Kitsera N, Osadchuk Z, Dushar M, Hnateiko O, Helner N, Bondarenko M, Bahrynovskyi R, Dorosh O, Kozovyi R. Spectrum of Mutations and Clinical Manifestations of Rett Syndrome in Girls from Western Ukraine. Biomed Pharmacol J 2022;15(4).
Manuscript received on :24-10-2022
Manuscript accepted on :01-12-2022
Published online on: 13-12-2022
Plagiarism Check: Yes
Reviewed by: Dr. Daya Shankar Gautam
Second Review by: Dr. Bamgboye Afolabi
Final Approval by: Dr.
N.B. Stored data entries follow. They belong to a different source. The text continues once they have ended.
impl MovieClient {
    /// Creates a new builder.
    #[must_use]
    pub const fn builder() -> MovieClientBuilder {
        MovieClientBuilder::new()
    }

    /// Backend base URL, without a trailing slash.
    #[must_use]
    pub fn base_url(&self) -> &str {
        &self.base_url
    }

    /// Session credentials.
    #[must_use]
    pub const fn session(&self) -> &Session {
        &self.session
    }

    pub(crate) const fn tmdb(&self) -> Option<&TmdbClient> {
        self.tmdb.as_ref()
    }

    /// Sends one request to `<base_url><endpoint>` and returns the JSON body.
    ///
    /// Sends nothing when the connectivity probe reports offline. A
    /// successful empty body is `Value::Null`. Every failure is logged with
    /// the endpoint before it is returned.
    ///
    /// # Errors
    ///
    /// - `ApiError::Offline` when offline.
    /// - `ApiError::Http` on a non-success status.
    /// - `ApiError::Transport` / `ApiError::Decode` otherwise.
    #[instrument(skip_all)]
    pub async fn api_call(&self, endpoint: &str, options: RequestOptions) -> Result<Value, ApiError> {
        if !self.connectivity.is_online() {
            self.observer.offline();
            let err = ApiError::Offline;
            log_failure(endpoint, &err);
            return Err(err);
        }

        let result = self.send(endpoint, options).await;
        if let Err(ref err) = result {
            log_failure(endpoint, err);
            if matches!(err, ApiError::Transport(_)) && !self.connectivity.is_online() {
                self.observer.offline();
            }
        }
        result
    }

    /// [`Self::api_call`] followed by decoding into `T`.
    pub(crate) async fn fetch<T: DeserializeOwned>(
        &self,
        endpoint: &str,
        options: RequestOptions,
    ) -> Result<T, ApiError> {
        let value = self.api_call(endpoint, options).await?;
        serde_json::from_value(value).map_err(|e| {
            let err = ApiError::from(e);
            log_failure(endpoint, &err);
            err
        })
    }

    async fn send(&self, endpoint: &str, options: RequestOptions) -> Result<Value, ApiError> {
        let raw_url = format!("{}{endpoint}", self.base_url);
        let url = Url::parse(&raw_url)
            .map_err(|e| ApiError::Shape(format!("invalid request URL {raw_url}: {e}")))?;

        let RequestOptions {
            method,
            query,
            headers: extra_headers,
            body,
        } = options;

        let mut headers = self.default_headers()?;
        let mut request = self.http_client.request(method, url);
        if !query.is_empty() {
            request = request.query(&query);
        }
        request = match body {
            RequestBody::None => request,
            RequestBody::Json(value) => request.json(&value),
            RequestBody::Form(fields) => {
                headers.insert(CONTENT_TYPE, HeaderValue::from_static(FORM_CONTENT_TYPE));
                request.form(&fields)
            }
            RequestBody::Multipart(form) => {
                headers.remove(CONTENT_TYPE);
                request.multipart(form)
            }
        };
        for (name, value) in &extra_headers {
            headers.insert(name.clone(), value.clone());
        }
        let request = request.headers(headers).build()?;

        tracing::debug!(method = %request.method(), url = %request.url(), "API request");

        let response = self.http_client.execute(request).await?;
        let status = response.status();
        let body = response.text().await?;

        if !status.is_success() {
            return Err(ApiError::from_error_body(status.as_u16(), &body));
        }
        if body.trim().is_empty() {
            return Ok(Value::Null);
        }
        Ok(serde_json::from_str(&body)?)
    }

    /// JSON content type and accept headers, plus the bearer token if stored.
    fn default_headers(&self) -> Result<HeaderMap, ApiError> {
        let mut headers = HeaderMap::new();
        headers.insert(CONTENT_TYPE, HeaderValue::from_static(JSON_CONTENT_TYPE));
        headers.insert(ACCEPT, HeaderValue::from_static(JSON_CONTENT_TYPE));
        if let Some(token) = self.session.token() {
            let value = HeaderValue::from_str(&format!("Bearer {token}"))
                .map_err(|e| ApiError::Shape(format!("stored token is not a valid header: {e}")))?;
            headers.insert(AUTHORIZATION, value);
        }
        Ok(headers)
    }

    // --- Cache, loading flags, queue ---

    /// Cached value for `key`, `None` when absent or expired.
    #[must_use]
    pub fn get_cached(&self, key: &str) -> Option<Value> {
        self.cache.get(key)
    }

    /// Caches `value` under `key`, replacing any previous entry.
    pub fn set_cache(&self, key: &str, value: Value) {
        self.cache.set(key, value);
    }

    /// Sets a loading flag and notifies the observer.
    pub fn set_loading(&self, key: &str, loading: bool) {
        self.loading.set(key, loading);
    }

    /// Current loading flag for `key`.
    #[must_use]
    pub fn is_loading(&self, key: &str) -> bool {
        self.loading.get(key)
    }

    /// Runs `unit` on the bounded request queue and returns its result.
    ///
    /// # Errors
    ///
    /// Returns the unit's own error, or `ApiError::QueueClosed` if it never
    /// reported back.
    pub async fn queue_request<F, T>(&self, unit: F) -> Result<T, ApiError>
    where
        F: Future<Output = Result<T, ApiError>> + Send + 'static,
        T: Send + 'static,
    {
        self.queue.queue_request(unit).await
    }

    /// Number of queued units currently running.
    #[must_use]
    pub fn active_requests(&self) -> usize {
        self.queue.active_requests()
    }

    /// Clears the cache and loading flags and abandons pending refresh waiters.
    pub fn destroy(&self) {
        self.cache.clear();
        self.loading.clear();
        let mut state = self.refresh.lock().unwrap_or_else(PoisonError::into_inner);
        state.waiters.clear();
        state.in_flight = false;
        state.generation = state.generation.wrapping_add(1);
        tracing::debug!("Client state cleared");
    }

    // --- Session ---

    /// Exchanges the stored refresh token for a new bearer token.
    ///
    /// Concurrent callers share one request. On failure both tokens are
    /// removed and the observer is sent to the landing page. If the caller
    /// that issued the request is dropped first, the callers waiting on it
    /// get `SessionExpired` and the next call starts a fresh request.
    ///
    /// # Errors
    ///
    /// Returns `ApiError::SessionExpired` wrapping the cause.
    #[instrument(skip_all)]
    pub async fn refresh_token(&self) -> Result<String, ApiError> {
        let leader = {
            let mut state = self.refresh.lock().unwrap_or_else(PoisonError::into_inner);
            if state.in_flight {
                let (tx, rx) = oneshot::channel();
                state.waiters.push(tx);
                Err(rx)
            } else {
                state.in_flight = true;
                Ok(RefreshLeader {
                    state: &self.refresh,
                    generation: state.generation,
                    outcome: None,
                })
            }
        };

        let leader = match leader {
            Ok(leader) => leader,
            Err(rx) => {
                tracing::debug!("Waiting for in-flight token refresh");
                let message = match rx.await {
                    Ok(Ok(token)) => return Ok(token),
                    Ok(Err(message)) => message,
                    Err(_) => String::from(REFRESH_ABANDONED),
                };
                return Err(ApiError::SessionExpired(Box::new(ApiError::Shape(message))));
            }
        };

        let result = self.request_new_token().await;
        leader.finish(result.as_ref().cloned().map_err(ToString::to_string));

        match result {
            Ok(token) => {
                tracing::info!("Session token refreshed");
                Ok(token)
            }
            Err(err) => {
                tracing::warn!(error = %err, "Token refresh failed, clearing session");
                if let Err(e) = self.session.clear_tokens() {
                    tracing::error!(error = %e, "Failed to clear session tokens");
                }
                self.observer.navigate(LANDING_PAGE);
                Err(ApiError::SessionExpired(Box::new(err)))
            }
        }
    }

    async fn request_new_token(&self) -> Result<String, ApiError> {
        let refresh_token = self
            .session
            .refresh_token()
            .ok_or(ApiError::NotAuthenticated)?;
        let response: RefreshResponse = self
            .fetch(
                "/auth/refresh",
                RequestOptions::post().json(json!({ "refresh_token": refresh_token })),
            )
            .await?;
        let token = response
            .access_token
            .filter(|t| !t.is_empty())
            .ok_or_else(|| ApiError::Shape(String::from("No access token in refresh response")))?;
        self.session.set_token(&token)?;
        Ok(token)
    }
}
H Fai Poon

How to Cite    |   Publication History
Views Views: (Visited 284 times, 1 visits today)   Downloads PDF Downloads: 211

Nataliya Kitsera1,4, Zoriana Osadchuk2, Mariya Dushar2, Oleh Hnateiko1,2, Nadiya Helner3, Maya Bondarenko4, Roman Bahrynovskyi4, Olha Dorosh5 and Ruslan Kozovyi4

1Department of Birth Defects, Institute of Hereditary Pathology, National Academy of Medical Sciences of Ukraine, Lviv, Ukraine.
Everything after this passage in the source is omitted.